Monday, March 21, 2016

Não se mete o passado na algibeira


Vivem no meio de bens herdados, de presentes, cada móvel delas é um presente. Relógios de sala, medalhas, retratos, conchas, pesa-papéis, biombos, xailes. Têm armários cheios de garrafas, de panos, de roupa velha, de jornais; guardaram tudo. O passado é um luxo de proprietário. Onde havia eu de conservar o meu? Não se mete o passado na algibeira; é preciso ter casa para o arrumar. Possuo apenas o meu corpo; um homem sozinho, só com o seu corpo, não pode reter as recordações; elas passam através dele.
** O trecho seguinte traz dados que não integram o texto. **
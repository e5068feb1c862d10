use sf_graph::StepKind;
use sf_project::schema::*;
use sf_project::{ExportError, export, import};

fn step(id: &str) -> StepDef {
    StepDef {
        id: id.to_string(),
        name: id.to_string(),
        ..StepDef::default()
    }
}

#[test]
fn export_of_an_imported_list_reproduces_it() {
    let flow = FlowDef {
        id: "f".to_string(),
        steps: vec![step("a"), step("b"), step("c")],
    };

    let graph = import(&flow, None);
    let exported = export(&graph).unwrap();

    let ids: Vec<_> = exported.iter().map(|s| s.id.as_str()).collect();
    assert_eq!(ids, ["a", "b", "c"]);
    for (i, s) in exported.iter().enumerate() {
        assert_eq!(s.index, i as i32);
    }
}

#[test]
fn disconnected_flag_leaves_a_gap_in_the_chain() {
    let mut b = step("b");
    b.disconnected_from_next = true;
    let flow = FlowDef {
        id: "f".to_string(),
        steps: vec![step("a"), b, step("c")],
    };

    let graph = import(&flow, None);

    let b = graph.nodes().find(|n| n.data.id == "b").unwrap();
    let c = graph.nodes().find(|n| n.data.id == "c").unwrap();
    assert!(b.outgoing.is_none());
    assert!(c.incoming.is_none());

    // The walk from Begin reaches a and b, then stops short of c.
    assert_eq!(export(&graph), Err(ExportError::IncompleteChain));
}

#[test]
fn dashed_transition_grays_the_target_until_reached() {
    let mut a = step("a");
    a.next_line_dashed = true;
    let flow = FlowDef {
        id: "f".to_string(),
        steps: vec![a, step("b"), step("c")],
    };

    let graph = import(&flow, Some("a"));

    let a = graph.nodes().find(|n| n.data.id == "a").unwrap();
    let b = graph.nodes().find(|n| n.data.id == "b").unwrap();
    assert_eq!(a.kind, StepKind::Current);
    assert_eq!(b.kind, StepKind::Gray);

    // Gray and Current steps still export as ordinary records.
    let exported = export(&graph).unwrap();
    assert_eq!(exported.len(), 3);
    assert!(!exported[0].next_line_dashed);
}
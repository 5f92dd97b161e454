//! `capledger-recon`: capital-structure reconstruction and verification engine.
//!
//! Pure engine crate: receives pre-loaded anchors and events, returns derived
//! states, verification reports and scheduled obligations. No CLI dependencies;
//! the only IO is the optional [`Dataset::load`] helper.

pub mod classify;
pub mod config;
pub mod dataset;
pub mod engine;
pub mod error;
pub mod event;
pub mod flows;
pub mod reconstruct;
pub mod schedule;
pub mod snapshot;
pub mod split;
pub mod verify;

pub use classify::VerificationStatus;
pub use config::EngineConfig;
pub use dataset::{Dataset, DatasetFormat};
pub use engine::Ledger;
pub use error::LedgerError;
pub use event::{CapitalEvent, EventKind, EventLog, EventType};
pub use reconstruct::{DerivedState, Interval};
pub use schedule::{ScheduleStatus, ScheduledEvent};
pub use snapshot::{PeriodSnapshot, SnapshotStore};
pub use verify::{get_discrepancies, VerificationReport};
Não devia queixar-me: tudo quanto quis foi ser livre. (…) Lá está outra vez a olhar para mim. Desta vez vai-me falar; contraio-me todo. Não é simpatia que há entre nós: somos parecidos, é o que é. O homem está sozinho como eu, mas mais enterrado que eu na solidão. Deve estar à espera da sua Náusea ou de qualquer coisa nesse género. Há agora, portanto, pessoas que me reconhecem, que pensam, depois de me ter encarado: "Aquele é dos nossos." E então? Que é que ele quer? Deve saber bem que não devemos prestar nenhum socorro um ao outro. As famílias estão nas suas casas, no meio das suas recordações. E nós aqui, dois destroços sem passado.